About this exercise:
In the listing below, the line containing "impl std::fmt::Debug for" marks the end; copy exactly every line from the first through that one.

Data to examine:

-*-*-

//! Reconnecting duplex transport with type-keyed subscriber sets.

use std::collections::HashMap;
use std::sync::{Arc, Mutex, MutexGuard, PoisonError};
use std::time::Duration;

use daycare_chat::{ChatEvent, EventKind, Outbox, RawFrame, SendError};
use tokio::sync::{mpsc, watch};
use tokio_util::sync::CancellationToken;
use tracing::{debug, error, info, warn};

use crate::connector::{Channel, Connector};

/// Called with every decoded event of the kind it was subscribed to.
pub type EventHandler = Arc<dyn Fn(&ChatEvent) + Send + Sync>;

/// Called once per successful open.
pub type ConnectHandler = Arc<dyn Fn() + Send + Sync>;

#[derive(Debug, Clone, Copy, PartialEq, Eq)]
pub enum ConnectionState {
    Disconnected,
    Connecting,
    Connected,
    Reconnecting { attempt: u32 },
}

impl std::fmt::Display for ConnectionState {
    fn fmt(&self, f: &mut std::fmt::Formatter<'_>) -> std::fmt::Result {
        match self {
            Self::Disconnected => f.write_str("disconnected"),
            Self::Connecting => f.write_str("connecting"),
            Self::Connected => f.write_str("connected"),
            Self::Reconnecting { attempt } => write!(f, "reconnecting (attempt {attempt})"),
        }
    }
}

/// Fixed-delay retry with a fixed cap.
#[derive(Debug, Clone, Copy, PartialEq, Eq)]
pub struct ReconnectPolicy {
    pub max_attempts: u32,
    pub delay: Duration,
}

impl Default for ReconnectPolicy {
    fn default() -> Self {
        Self {
            max_attempts: 5,
            delay: Duration::from_secs(3),
        }
    }
}

struct Shared {
    state: ConnectionState,
    outbound: Option<mpsc::UnboundedSender<String>>,
    /// Token of the running connect cycle, if any.
    cycle: Option<CancellationToken>,
    subscribers: HashMap<EventKind, Vec<EventHandler>>,
    connect_handlers: Vec<ConnectHandler>,
}

struct Inner {
    url: String,
    connector: Arc<dyn Connector>,
    policy: ReconnectPolicy,
    shared: Mutex<Shared>,
    state_tx: watch::Sender<ConnectionState>,
}

/// Cheap to clone; all clones drive the same connection.
#[derive(Clone)]
pub struct Transport {
    inner: Arc<Inner>,
}

impl std::fmt::Debug for Transport {
    fn fmt(&self, f: &mut std::fmt::Formatter<'_>) -> std::fmt::Result {
        f.debug_struct("Transport")
            .field("url", &self.inner.url)
            .field("state", &self.state())
            .finish()
    }
}

fn same_handler<T: ?Sized>(a: &Arc<T>, b: &Arc<T>) -> bool {
    std::ptr::addr_eq(Arc::as_ptr(a), Arc::as_ptr(b))
}

impl Transport {
    pub fn new(
        url: impl Into<String>,
        connector: Arc<dyn Connector>,
        policy: ReconnectPolicy,
    ) -> Self {
        let (state_tx, _) = watch::channel(ConnectionState::Disconnected);
        Self {
            inner: Arc::new(Inner {
                url: url.into(),
                connector,
                policy,
                shared: Mutex::new(Shared {
                    state: ConnectionState::Disconnected,
                    outbound: None,
                    cycle: None,
                    subscribers: HashMap::new(),
                    connect_handlers: Vec::new(),
                }),
                state_tx,
            }),
        }
    }

    pub fn url(&self) -> &str {
        &self.inner.url
    }

    pub fn policy(&self) -> ReconnectPolicy {
        self.inner.policy
    }

    pub fn state(&self) -> ConnectionState {
        self.shared().state
    }

    pub fn watch_state(&self) -> watch::Receiver<ConnectionState> {
        self.inner.state_tx.subscribe()
    }

    pub fn is_connected(&self) -> bool {
        self.state() == ConnectionState::Connected
    }

    /// Start a connect cycle. No-op unless currently disconnected.
    ///
    /// Must be called from within a tokio runtime.
    pub fn connect(&self) {
        let token = {
            let mut shared = self.shared();
            if shared.state != ConnectionState::Disconnected {
                debug!(state = %shared.state, "connect ignored");
                return;
            }
            let token = CancellationToken::new();
            shared.cycle = Some(token.clone());
            self.set_state(&mut shared, ConnectionState::Connecting);
            token
        };
        info!(url = %self.inner.url, "connecting");
        tokio::spawn(self.clone().run_cycle(token));
    }

    /// Close the channel and stop any pending reconnect. Subscriptions stay.
    pub fn disconnect(&self) {
        let mut shared = self.shared();
        if let Some(token) = shared.cycle.take() {
            token.cancel();
        }
        shared.outbound = None;
        if shared.state != ConnectionState::Disconnected {
            info!(url = %self.inner.url, "disconnected");
        }
        self.set_state(&mut shared, ConnectionState::Disconnected);
    }

    /// Register `handler` for `kind`. Registering the same handler twice is a no-op.
    pub fn subscribe(&self, kind: EventKind, handler: EventHandler) {
        let mut shared = self.shared();
        let handlers = shared.subscribers.entry(kind).or_default();
        if !handlers.iter().any(|h| same_handler(h, &handler)) {
            handlers.push(handler);
        }
    }

    pub fn unsubscribe(&self, kind: EventKind, handler: &EventHandler) {
        let mut shared = self.shared();
        if let Some(handlers) = shared.subscribers.get_mut(&kind) {
            handlers.retain(|h| !same_handler(h, handler));
            if handlers.is_empty() {
                shared.subscribers.remove(&kind);
            }
        }
    }

    pub fn subscriber_count(&self, kind: EventKind) -> usize {
        self.shared().subscribers.get(&kind).map_or(0, Vec::len)
    }

    pub fn on_connect(&self, handler: ConnectHandler) {
        let mut shared = self.shared();
        if !shared
            .connect_handlers
            .iter()
            .any(|h| same_handler(h, &handler))
        {
            shared.connect_handlers.push(handler);
        }
    }

    /// Write one event if the channel is open. Never queues, never retries.
    pub fn send(&self, event: &ChatEvent) -> Result<(), SendError> {
        let shared = self.shared();
        let outbound = match (&shared.state, &shared.outbound) {
            (ConnectionState::Connected, Some(tx)) => tx,
            _ => {
                error!(kind = %event.kind(), state = %shared.state, "cannot send, channel is not open");
                return Err(SendError::NotConnected);
            }
        };
        let frame = event.to_frame()?;
        outbound.send(frame).map_err(|_| {
            error!(kind = %event.kind(), "cannot send, channel closed");
            SendError::NotConnected
        })
    }

    fn shared(&self) -> MutexGuard<'_, Shared> {
        self.inner
            .shared
            .lock()
            .unwrap_or_else(PoisonError::into_inner)
    }

    fn set_state(&self, shared: &mut Shared, state: ConnectionState) {
        shared.state = state;
        self.inner.state_tx.send_replace(state);
    }

    /// Apply `f` to the shared state unless `token`'s cycle was cancelled.
    /// Returns `None` when the cycle is stale.
    fn with_live<R>(&self, token: &CancellationToken, f: impl FnOnce(&mut Shared) -> R) -> Option<R> {
        let mut shared = self.shared();
        if token.is_cancelled() {
            return None;
        }
        Some(f(&mut shared))
    }

    async fn run_cycle(self, token: CancellationToken) {
        let policy = self.inner.policy;
        let mut attempt: u32 = 0;

        loop {
            let live = self.with_live(&token, |shared| {
                self.set_state(shared, ConnectionState::Connecting)
            });
            if live.is_none() {
                return;
            }

            let result = tokio::select! {
                _ = token.cancelled() => return,
                result = self.inner.connector.connect(&self.inner.url) => result,
            };

            match result {
                Ok(channel) => {
                    attempt = 0;
                    if !self.serve(channel, &token).await {
                        return;
                    }
                }
                Err(e) => {
                    warn!(url = %self.inner.url, error = %e, "connect failed");
                }
            }

            attempt += 1;
            if attempt > policy.max_attempts {
                error!(
                    url = %self.inner.url,
                    attempts = policy.max_attempts,
                    "giving up reconnecting"
                );
                self.with_live(&token, |shared| {
                    shared.cycle = None;
                    shared.outbound = None;
                    self.set_state(shared, ConnectionState::Disconnected);
                });
                return;
            }

            let live = self.with_live(&token, |shared| {
                self.set_state(shared, ConnectionState::Reconnecting { attempt })
            });
            if live.is_none() {
                return;
            }
            info!(attempt, delay_ms = policy.delay.as_millis() as u64, "reconnecting");

            tokio::select! {
                _ = token.cancelled() => return,
                _ = tokio::time::sleep(policy.delay) => {}
            }
        }
    }

    /// Run one open connection until it closes. Returns `false` if the
    /// cycle was cancelled, `true` on an abnormal close.
    async fn serve(&self, channel: Channel, token: &CancellationToken) -> bool {
        let Channel {
            outbound,
            mut inbound,
        } = channel;

        let handlers = self.with_live(token, |shared| {
            shared.outbound = Some(outbound);
            self.set_state(shared, ConnectionState::Connected);
            shared.connect_handlers.clone()
        });
        let Some(handlers) = handlers else {
            return false;
        };
        info!(url = %self.inner.url, "connected");
        for handler in handlers {
            handler();
        }

        loop {
            tokio::select! {
                _ = token.cancelled() => return false,
                frame = inbound.recv() => match frame {
                    Some(text) => self.dispatch(&text),
                    None => break,
                },
            }
        }

        let live = self.with_live(token, |shared| {
            shared.outbound = None;
        });
        if live.is_none() {
            return false;
        }
        warn!(url = %self.inner.url, "connection closed");
        true
    }

    /// Decode one inbound frame and hand it to the subscribers of its type.
    pub(crate) fn dispatch(&self, text: &str) {
        let frame = match RawFrame::parse(text) {
            Ok(frame) => frame,
            Err(e) => {
                warn!(error = %e, "dropping malformed frame");
                return;
            }
        };
        let Some(kind) = frame.event_kind() else {
            debug!(kind = %frame.kind, "dropping frame of unknown type");
            return;
        };

        let handlers = self
            .shared()
            .subscribers
            .get(&kind)
            .cloned()
            .unwrap_or_default();
        if handlers.is_empty() {
            return;
        }

        let event = match ChatEvent::decode(kind, frame.payload) {
            Ok(event) => event,
            Err(e) => {
                warn!(%kind, error = %e, "dropping frame with undecodable payload");
                return;
            }
        };
        for handler in handlers {
            handler(&event);
        }
    }
}

impl Outbox for Transport {
    fn send(&self, event: &ChatEvent) -> Result<(), SendError> {
        Transport::send(self, event)
    }
}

-*-*-

Solution to this problem:
//! Reconnecting duplex transport with type-keyed subscriber sets.

use std::collections::HashMap;
use std::sync::{Arc, Mutex, MutexGuard, PoisonError};
use std::time::Duration;

use daycare_chat::{ChatEvent, EventKind, Outbox, RawFrame, SendError};
use tokio::sync::{mpsc, watch};
use tokio_util::sync::CancellationToken;
use tracing::{debug, error, info, warn};

use crate::connector::{Channel, Connector};

/// Called with every decoded event of the kind it was subscribed to.
pub type EventHandler = Arc<dyn Fn(&ChatEvent) + Send + Sync>;

/// Called once per successful open.
pub type ConnectHandler = Arc<dyn Fn() + Send + Sync>;

#[derive(Debug, Clone, Copy, PartialEq, Eq)]
pub enum ConnectionState {
    Disconnected,
    Connecting,
    Connected,
    Reconnecting { attempt: u32 },
}

impl std::fmt::Display for ConnectionState {
    fn fmt(&self, f: &mut std::fmt::Formatter<'_>) -> std::fmt::Result {
        match self {
            Self::Disconnected => f.write_str("disconnected"),
            Self::Connecting => f.write_str("connecting"),
            Self::Connected => f.write_str("connected"),
            Self::Reconnecting { attempt } => write!(f, "reconnecting (attempt {attempt})"),
        }
    }
}

/// Fixed-delay retry with a fixed cap.
#[derive(Debug, Clone, Copy, PartialEq, Eq)]
pub struct ReconnectPolicy {
    pub max_attempts: u32,
    pub delay: Duration,
}

impl Default for ReconnectPolicy {
    fn default() -> Self {
        Self {
            max_attempts: 5,
            delay: Duration::from_secs(3),
        }
    }
}

struct Shared {
    state: ConnectionState,
    outbound: Option<mpsc::UnboundedSender<String>>,
    /// Token of the running connect cycle, if any.
    cycle: Option<CancellationToken>,
    subscribers: HashMap<EventKind, Vec<EventHandler>>,
    connect_handlers: Vec<ConnectHandler>,
}

struct Inner {
    url: String,
    connector: Arc<dyn Connector>,
    policy: ReconnectPolicy,
    shared: Mutex<Shared>,
    state_tx: watch::Sender<ConnectionState>,
}

/// Cheap to clone; all clones drive the same connection.
#[derive(Clone)]
pub struct Transport {
    inner: Arc<Inner>,
}

impl std::fmt::Debug for Transport {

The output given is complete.